%\VignetteIndexEntry{CGHcall}
%\VignetteDepends{}
%\VignetteKeywords{Calling aberrations for array CGH tumor profiles.}
%\VignettePackage{CGHcall}

\documentclass[11pt]{article}

\usepackage{amsmath}
\usepackage[authoryear,round]{natbib}
\usepackage{hyperref}
\SweaveOpts{echo=FALSE}

\begin{document}

\setkeys{Gin}{width=0.99\textwidth}

\title{\bf CGHregions: Dimension reduction for array CGH data with minimal information loss.}

\author{Mark van de Wiel and Sjoerd Vosse}

\maketitle

\begin{center}
Department of Pathology\\
VU University Medical Center
\end{center}

\begin{center}

{\tt mark.vdwiel@vumc.nl}
\end{center}


\tableofcontents

%%%%%%%%%%%%%%%%%%%%%%%%%%%%%%%%%%%%%%%%%%%%%%%%%%%%%%%%%%%%%%%%%%%%%%%%%%%
\section{Overview}

CGHregions allows users to reduce the dimensionality of array CGH data to facilitate downstream analysis.

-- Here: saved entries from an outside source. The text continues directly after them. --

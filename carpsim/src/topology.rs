//! Network topology and link properties.

use carp::{Duration, NodeAddress};
use hashbrown::HashMap;

/// Properties of a network link between two nodes.
#[derive(Debug, Clone)]
pub struct Link {
    /// Link quality in [0, 1], reported to the protocol on every
    /// reception and echoed back to probers in Pong replies.
    pub quality: f64,
    /// Packet loss rate (0.0 to 1.0).
    pub loss_rate: f64,
    /// Propagation delay.
    pub delay: Duration,
    /// Whether the link is currently active.
    pub active: bool,
}

impl Default for Link {
    fn default() -> Self {
        Self {
            quality: 0.9,
            loss_rate: 0.0,
            delay: Duration::from_millis(1),
            active: true,
        }
    }
}

impl Link {
    /// Create a new link with default properties.
    pub fn new() -> Self {
        Self::default()
    }

    /// Set the link quality.
    pub fn with_quality(mut self, quality: f64) -> Self {
        self.quality = quality.clamp(0.0, 1.0);
        self
    }

    /// Set the loss rate.
    pub fn with_loss_rate(mut self, rate: f64) -> Self {
        self.loss_rate = rate.clamp(0.0, 1.0);
        self
    }

    /// Set the delay.
    pub fn with_delay(mut self, delay: Duration) -> Self {
        self.delay = delay;
        self
    }

    /// Set whether the link is active.
    pub fn with_active(mut self, active: bool) -> Self {
        self.active = active;
        self
    }
}

/// Network topology defining connectivity between nodes.
#[derive(Debug, Clone, Default)]
pub struct Topology {
    /// Links between pairs of nodes (bidirectional).
    links: HashMap<(NodeAddress, NodeAddress), Link>,
}

impl Topology {
    /// Create an empty topology.
    pub fn new() -> Self {
        Self::default()
    }

    /// Create a fully connected topology for the given nodes.
    pub fn fully_connected(nodes: &[NodeAddress]) -> Self {
        let mut topo = Self::new();
        for (i, &a) in nodes.iter().enumerate() {
            for &b in nodes.iter().skip(i + 1) {
                topo.add_link(a, b, Link::default());
            }
        }
        topo
    }

    /// Create a chain topology (each node connected only to neighbors).
    pub fn chain(nodes: &[NodeAddress]) -> Self {
        let mut topo = Self::new();
        for window in nodes.windows(2) {
            topo.add_link(window[0], window[1], Link::default());
        }
        topo
    }

    /// Create a star topology (first node is hub, connected to all others).
    pub fn star(nodes: &[NodeAddress]) -> Self {
        let mut topo = Self::new();
        if nodes.is_empty() {
            return topo;
        }
        let hub = nodes[0];
        for &spoke in nodes.iter().skip(1) {
            topo.add_link(hub, spoke, Link::default());
        }
        topo
    }

    /// Add a bidirectional link between two nodes.
    pub fn add_link(&mut self, a: NodeAddress, b: NodeAddress, link: Link) {
        self.links.insert(Self::canonical_pair(a, b), link);
    }

    /// Get a link between two nodes.
    pub fn get_link(&self, a: NodeAddress, b: NodeAddress) -> Option<&Link> {
        self.links.get(&Self::canonical_pair(a, b))
    }

    /// Get a mutable link between two nodes.
    pub fn get_link_mut(&mut self, a: NodeAddress, b: NodeAddress) -> Option<&mut Link> {
        self.links.get_mut(&Self::canonical_pair(a, b))
    }

    /// Check if two nodes are connected (link exists and is active).
    pub fn is_connected(&self, a: NodeAddress, b: NodeAddress) -> bool {
        self.get_link(a, b).is_some_and(|link| link.active)
    }

    /// Get all nodes that a given node can reach over active links.
    pub fn neighbors(&self, node: NodeAddress) -> Vec<NodeAddress> {
        let mut result: Vec<NodeAddress> = self
            .links
            .iter()
            .filter(|(_, link)| link.active)
            .filter_map(|(&(a, b), _)| {
                if a == node {
                    Some(b)
                } else if b == node {
                    Some(a)
                } else {
                    None
                }
            })
            .collect();
        // Deterministic delivery order regardless of map iteration.
        result.sort_unstable();
        result
    }

    /// Deactivate every link that crosses between the given groups.
    pub fn partition(&mut self, groups: &[Vec<NodeAddress>]) {
        let group_of = |node: NodeAddress| -> Option<usize> {
            groups.iter().position(|g| g.contains(&node))
        };
        for (&(a, b), link) in self.links.iter_mut() {
            if let (Some(ga), Some(gb)) = (group_of(a), group_of(b)) {
                if ga != gb {
                    link.active = false;
                }
            }
        }
    }

    /// Reactivate every link.
    pub fn heal(&mut self) {
        for link in self.links.values_mut() {
            link.active = true;
        }
    }

    /// Number of links, active or not.
    pub fn link_count(&self) -> usize {
        self.links.len()
    }

    fn canonical_pair(a: NodeAddress, b: NodeAddress) -> (NodeAddress, NodeAddress) {
        if a <= b {
            (a, b)
        } else {
            (b, a)
        }
    }
}
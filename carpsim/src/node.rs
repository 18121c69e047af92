//! SimNode wrapper around a simulated carp router.

use std::cell::Cell;

use carp::traits::{LinkResolver, Outbound, OutboundChannel, Random, Transport};
use carp::{
    Config, DataPacket, Event, LinkAddress, NodeAddress, PacketHeader, ProtocolMetrics, Route,
    RouteError, Router, Timestamp, BROADCAST_ADDRESS,
};
use embassy_sync::channel::Channel;

/// Interface index every simulated node uses.
const SIM_INTERFACE: u32 = 1;

/// Mock transport for simulation.
///
/// The router fills the outbound channel; the simulator drains it and
/// routes through the topology. Queue depth is a settable figure so
/// scenarios can model loaded nodes.
pub struct SimTransport {
    mtu: usize,
    queue_depth: Cell<usize>,
    outbound: OutboundChannel,
}

impl SimTransport {
    pub fn new() -> Self {
        Self {
            mtu: 255,
            queue_depth: Cell::new(0),
            outbound: Channel::new(),
        }
    }

    /// Model a loaded node by fixing its reported queue occupancy.
    pub fn set_queue_depth(&self, depth: usize) {
        self.queue_depth.set(depth);
    }

    /// Take all queued payloads.
    pub fn take_sent(&self) -> Vec<Outbound> {
        let mut msgs = Vec::new();
        while let Ok(msg) = self.outbound.try_receive() {
            msgs.push(msg);
        }
        msgs
    }
}

impl Default for SimTransport {
    fn default() -> Self {
        Self::new()
    }
}

impl Transport for SimTransport {
    fn mtu(&self) -> usize {
        self.mtu
    }

    fn queue_depth(&self) -> usize {
        self.queue_depth.get()
    }

    fn outbound(&self) -> &OutboundChannel {
        &self.outbound
    }
}

/// Mock resolver: every address maps to a derived link address.
pub struct SimResolver;

impl LinkResolver for SimResolver {
    fn resolve(&mut self, addr: NodeAddress) -> Option<LinkAddress> {
        let b = addr.to_be_bytes();
        Some([0x02, 0x00, b[0], b[1], b[2], b[3]])
    }
}

/// Mock random for simulation (deterministic LCG).
pub struct SimRandom {
    state: u64,
}

impl SimRandom {
    pub fn with_seed(seed: u64) -> Self {
        Self { state: seed }
    }
}

impl Random for SimRandom {
    fn gen_range(&mut self, min: u64, max: u64) -> u64 {
        self.state = self.state.wrapping_mul(6364136223846793005).wrapping_add(1);
        let range = max - min;
        if range == 0 {
            return min;
        }
        min + (self.state % range)
    }
}

/// Type alias for simulated routers.
pub type SimRouter = Router<SimTransport, SimResolver, SimRandom>;

/// Wrapper around a carp router for simulation.
pub struct SimNode {
    /// The underlying router.
    inner: SimRouter,
    /// This node's address.
    address: NodeAddress,
    /// Data packets delivered to this node's local callback.
    delivered: Vec<DataPacket>,
    /// Routing errors surfaced through per-call error callbacks.
    errors: Vec<(PacketHeader, RouteError)>,
    /// Protocol events drained from the router, in arrival order.
    events: Vec<Event>,
}

impl SimNode {
    /// Create a node with the given address, configuration, and RNG seed.
    pub fn new(address: NodeAddress, config: Config, seed: u64, now: Timestamp) -> Self {
        let mut inner = Router::new(
            SimTransport::new(),
            SimResolver,
            SimRandom::with_seed(seed),
            config,
        );
        inner.notify_add_address(SIM_INTERFACE, address, BROADCAST_ADDRESS);
        inner.notify_interface_up(SIM_INTERFACE);
        inner.initialize(now);

        Self {
            inner,
            address,
            delivered: Vec::new(),
            errors: Vec::new(),
            events: Vec::new(),
        }
    }

    /// This node's address.
    pub fn address(&self) -> NodeAddress {
        self.address
    }

    /// Get a reference to the inner router.
    pub fn inner(&self) -> &SimRouter {
        &self.inner
    }

    /// Get a mutable reference to the inner router.
    pub fn inner_mut(&mut self) -> &mut SimRouter {
        &mut self.inner
    }

    /// Believed hop count toward the sink.
    pub fn hop_count(&self) -> Option<u8> {
        self.inner.hop_count()
    }

    /// Whether this node is the sink.
    pub fn is_sink(&self) -> bool {
        self.inner.is_sink()
    }

    /// Number of live neighbors at `now`.
    pub fn live_neighbor_count(&self, now: Timestamp) -> usize {
        self.inner
            .neighbors()
            .addresses()
            .filter(|&&a| self.inner.neighbors().is_neighbor(a, now))
            .count()
    }

    /// Protocol metrics of the inner router.
    pub fn metrics(&self) -> &ProtocolMetrics {
        self.inner.metrics()
    }

    /// Set this node's residual energy.
    pub fn set_residual_energy(&mut self, fraction: f32) {
        self.inner.set_residual_energy(fraction);
    }

    /// Handle bytes received on the control port.
    pub fn handle_control(&mut self, data: &[u8], from: NodeAddress, quality: f64, now: Timestamp) {
        self.inner
            .handle_control(data, from, Some(quality as f32), now);
    }

    /// Handle a data-port packet.
    ///
    /// Local deliveries and synchronous errors are collected on the node
    /// for later inspection.
    pub fn handle_data(&mut self, packet: DataPacket, from: NodeAddress, now: Timestamp) -> bool {
        let mut delivered = Vec::new();
        let mut errors = Vec::new();
        let handled = {
            let mut deliver = |p: &DataPacket, _iif: u32| delivered.push(p.clone());
            let mut on_error = |h: &PacketHeader, e: RouteError| errors.push((*h, e));
            self.inner
                .route_input(packet, from, SIM_INTERFACE, Some(&mut deliver), &mut on_error, now)
        };
        self.delivered.extend(delivered);
        self.errors.extend(errors);
        handled
    }

    /// Fire due timers.
    pub fn handle_timer(&mut self, now: Timestamp) {
        self.inner.handle_timer(now);
    }

    /// The instant of the earliest pending timer.
    pub fn next_timer(&self) -> Option<Timestamp> {
        self.inner.next_timer()
    }

    /// Originate application data toward a destination.
    pub fn send_data(
        &mut self,
        destination: NodeAddress,
        payload: Vec<u8>,
        now: Timestamp,
    ) -> Result<u16, RouteError> {
        self.inner.send_data(destination, payload, now)
    }

    /// Ask the routing boundary for a route (test/diagnostic hook).
    pub fn route_output(
        &mut self,
        header: &PacketHeader,
        now: Timestamp,
    ) -> Result<Route, RouteError> {
        self.inner.route_output(header, None, now)
    }

    /// Take all outgoing transmissions from the transport.
    pub fn take_outgoing(&self) -> Vec<Outbound> {
        self.inner.transport().take_sent()
    }

    /// Move newly emitted router events into the node's event log.
    ///
    /// Returns the index the new events start at.
    pub fn pump_events(&mut self) -> usize {
        let start = self.events.len();
        while let Ok(event) = self.inner.events().try_receive() {
            self.events.push(event);
        }
        start
    }

    /// Protocol events observed so far, in arrival order.
    pub fn events(&self) -> &[Event] {
        &self.events
    }

    /// Data packets delivered locally so far.
    pub fn delivered(&self) -> &[DataPacket] {
        &self.delivered
    }

    /// Synchronous routing errors observed so far.
    pub fn errors(&self) -> &[(PacketHeader, RouteError)] {
        &self.errors
    }
}
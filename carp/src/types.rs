//! Core types and constants for the carp protocol.

use alloc::vec::Vec;
use core::fmt;

// Memory bounds (runtime-enforced limits on heap collections)
pub const MAX_NEIGHBORS: usize = 64;
pub const MAX_PENDING_PROBES: usize = 8;
pub const MAX_PENDING_ACKS: usize = 16;
pub const MAX_PENDING_FORWARDS: usize = 16;
pub const MAX_ROUTE_CACHE: usize = 32;
pub const MAX_TRACE_EVENTS: usize = 256;

// Protocol constants
pub const DEFAULT_HOP_LIMIT: u8 = 32;
pub const MAX_FORWARD_RETRIES: u8 = 3;

// Message type tags (1-4 valid; anything else is a malformed header)
pub const MSG_PING: u8 = 1;
pub const MSG_PONG: u8 = 2;
pub const MSG_HELLO: u8 = 3;
pub const MSG_DATA_ACK: u8 = 4;

/// Network-layer address, unique per node.
pub type NodeAddress = u32;

/// The all-nodes destination address.
pub const BROADCAST_ADDRESS: NodeAddress = 0xFFFF_FFFF;

/// Link-layer address resolved from a [`NodeAddress`].
pub type LinkAddress = [u8; 6];

/// Sentinel for a link address that has not been resolved yet.
pub const LINK_ADDRESS_UNKNOWN: LinkAddress = [0u8; 6];

/// Hop count reported by a node that has not heard any Hello yet.
pub const HOP_UNREACHED: u8 = u8::MAX;

/// Quantize a fraction in `[0.0, 1.0]` to 1/255 steps.
///
/// This is the committed wire encoding for the energy and link-quality
/// fields: one byte, 0 = empty/unusable, 255 = full/perfect. Out-of-range
/// inputs are clamped.
#[inline]
pub fn scale_unit(v: f32) -> u8 {
    (v.clamp(0.0, 1.0) * 255.0 + 0.5) as u8
}

/// Expand a quantized 1/255-step byte back to a fraction.
#[inline]
pub fn unscale_unit(v: u8) -> f32 {
    v as f32 / 255.0
}

/// Probe request sent before a batch of data packets.
#[derive(Clone, Copy, Debug, PartialEq, Eq)]
pub struct Ping {
    /// Number of data packets the prober intends to send.
    pub packet_count: u8,
    /// Address of the probing node.
    pub origin: NodeAddress,
}

/// Probe reply carrying a candidate relay's live metrics.
///
/// The energy and link-quality fields are stored pre-quantized (see
/// [`scale_unit`]) so that encoding and decoding reproduce the struct
/// exactly.
#[derive(Clone, Copy, Debug, PartialEq, Eq)]
pub struct Pong {
    /// Current outbound queue occupancy of the replying node.
    pub queue: u8,
    /// Residual energy, quantized to 1/255 of full capacity.
    pub energy: u8,
    /// Replier's believed hop count toward the sink ([`HOP_UNREACHED`] if none).
    pub hop_count: u8,
    /// Estimated quality of the link back to the prober, quantized.
    pub link_quality: u8,
    /// The probing node this reply answers.
    pub destination: NodeAddress,
    /// Address of the replying node.
    pub origin: NodeAddress,
}

impl Pong {
    /// Build a reply from raw metrics, quantizing the fractional fields.
    pub fn new(
        queue: u8,
        hop_count: u8,
        energy: f32,
        link_quality: f32,
        destination: NodeAddress,
        origin: NodeAddress,
    ) -> Self {
        Self {
            queue,
            energy: scale_unit(energy),
            hop_count,
            link_quality: scale_unit(link_quality),
            destination,
            origin,
        }
    }

    /// Residual energy as a fraction of full capacity.
    pub fn energy_fraction(&self) -> f32 {
        unscale_unit(self.energy)
    }

    /// Link quality as a fraction.
    pub fn link_quality_fraction(&self) -> f32 {
        unscale_unit(self.link_quality)
    }
}

/// Sink-rooted distance advertisement.
#[derive(Clone, Copy, Debug, PartialEq, Eq)]
pub struct Hello {
    /// Hop count from the sink (0 at the sink itself).
    pub hop_count: u8,
    /// Address of the node that (re)broadcast this Hello.
    pub origin: NodeAddress,
}

/// Acknowledgment of successful data reception.
///
/// Carries the acknowledged packet's identification field so a forwarder
/// with several packets in flight can tell which one was received.
#[derive(Clone, Copy, Debug, PartialEq, Eq)]
pub struct DataAck {
    /// Identification of the acknowledged data packet.
    pub ident: u16,
}

/// Network-layer header of a data packet.
#[derive(Clone, Copy, Debug, PartialEq, Eq)]
pub struct PacketHeader {
    /// Originating node.
    pub source: NodeAddress,
    /// Final destination.
    pub destination: NodeAddress,
    /// Identification stamped by the source, echoed in acknowledgments.
    pub ident: u16,
    /// Remaining hops before the packet is discarded.
    pub hop_limit: u8,
}

/// A data packet: header plus opaque application payload.
#[derive(Clone, Debug, PartialEq, Eq)]
pub struct DataPacket {
    pub header: PacketHeader,
    pub payload: Vec<u8>,
}

/// A route returned to the caller of `route_output`.
#[derive(Clone, Copy, Debug, PartialEq, Eq)]
pub struct Route {
    /// Final destination the route was computed for.
    pub destination: NodeAddress,
    /// Relay to hand the packet to next.
    pub next_hop: NodeAddress,
    /// Outgoing interface index.
    pub interface: u32,
}

/// Error type for routing operations.
#[derive(Clone, Copy, Debug, PartialEq, Eq)]
pub enum RouteError {
    /// No interfaces configured, or relay selection found no candidate.
    NoRouteToHost,
    /// Destination is local but no delivery callback was supplied.
    UndeliverableLocal,
    /// Encoded message exceeds the transport MTU.
    MessageTooLarge,
    /// A bounded pending collection is full.
    TooManyPending,
}

impl fmt::Display for RouteError {
    fn fmt(&self, f: &mut fmt::Formatter<'_>) -> fmt::Result {
        match self {
            RouteError::NoRouteToHost => write!(f, "no route to host"),
            RouteError::UndeliverableLocal => write!(f, "local destination without delivery callback"),
            RouteError::MessageTooLarge => write!(f, "message exceeds transport MTU"),
            RouteError::TooManyPending => write!(f, "too many pending operations"),
        }
    }
}

/// Events emitted by the router for host handling.
///
/// Failures that surface after the triggering call has returned (ack-retry
/// exhaustion, probe timeout for queued packets) arrive here; synchronous
/// failures use the per-call error callback instead.
#[derive(Clone, Copy, Debug, PartialEq, Eq)]
pub enum Event {
    /// This node adopted a better hop count toward the sink.
    GradientChanged { hop_count: u8 },
    /// A forwarded packet could not be delivered after all retries.
    ForwardingFailed {
        destination: NodeAddress,
        ident: u16,
    },
}

/// Counters for monitoring protocol activity.
#[derive(Clone, Copy, Debug, Default)]
pub struct ProtocolMetrics {
    /// Control messages handed to the transport.
    pub control_sent: u64,
    /// Control messages rejected by a full outbound queue or the MTU.
    pub control_dropped: u64,
    /// Control messages received and dispatched.
    pub control_received: u64,
    /// Received packets dropped for an unrecognized type tag or bad layout.
    pub malformed_dropped: u64,
    /// Data packets relayed toward their destination.
    pub data_forwarded: u64,
    /// Data packets delivered to the local callback.
    pub data_delivered: u64,
    /// Forwarded packets that exhausted their retries.
    pub forwarding_failures: u64,
}

impl ProtocolMetrics {
    pub fn new() -> Self {
        Self::default()
    }
}

#[cfg(test)]
mod tests {
    use super::*;

    #[test]
    fn test_scale_unit_endpoints() {
        assert_eq!(scale_unit(0.0), 0);
        assert_eq!(scale_unit(1.0), 255);
        assert_eq!(scale_unit(-0.5), 0);
        assert_eq!(scale_unit(2.0), 255);
    }

    #[test]
    fn test_scale_unit_quantization_stable() {
        // Quantize once, expand, quantize again: must be a fixed point.
        for v in 0..=255u8 {
            assert_eq!(scale_unit(unscale_unit(v)), v);
        }
    }

    #[test]
    fn test_pong_quantizes_on_construction() {
        let pong = Pong::new(3, 2, 0.8, 0.9, 10, 20);
        assert_eq!(pong.energy, scale_unit(0.8));
        assert_eq!(pong.link_quality, scale_unit(0.9));
        assert!((pong.energy_fraction() - 0.8).abs() < 0.01);
    }

    #[test]
    fn test_route_error_display() {
        use alloc::string::ToString;
        assert_eq!(RouteError::NoRouteToHost.to_string(), "no route to host");
    }
}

CGHregions takes as input array CGH data (log2-ratios) that have been segmented (i.e., split into chromosomal segments of similar log2-ratios) and called (i.e., a copy number assigned to each segment) on a per-sample basis and adjusts the segmentation so that break-points that are in similar locations across multiple samples are set to be in identical locations. Segmented and called data can be obtained by using the CGHcall package. The resulting dimensionality reduction facilitates downstream analysis in a variety of ways (e.g., reduces severity of multiple hypothesis testing, facilitates clustering and visualization, reduces computer memory requirements).

\noindent
This document provides an overview on the usage of the CGHregions package. For more detailed information on the algorithm and assumptions we refer to the CGHregions article \citep{CGHregions}. As example data we attached the first five samples of the Wilting dataset \citep{Wilting}, called with CGHcall \citep{CGHcall}. 

\section{Example}

In this section we will use CGHregions to define regions of minimal information loss and visualize the results. First, we load the package and the data. The data have been segmented and called using the CGHcall package.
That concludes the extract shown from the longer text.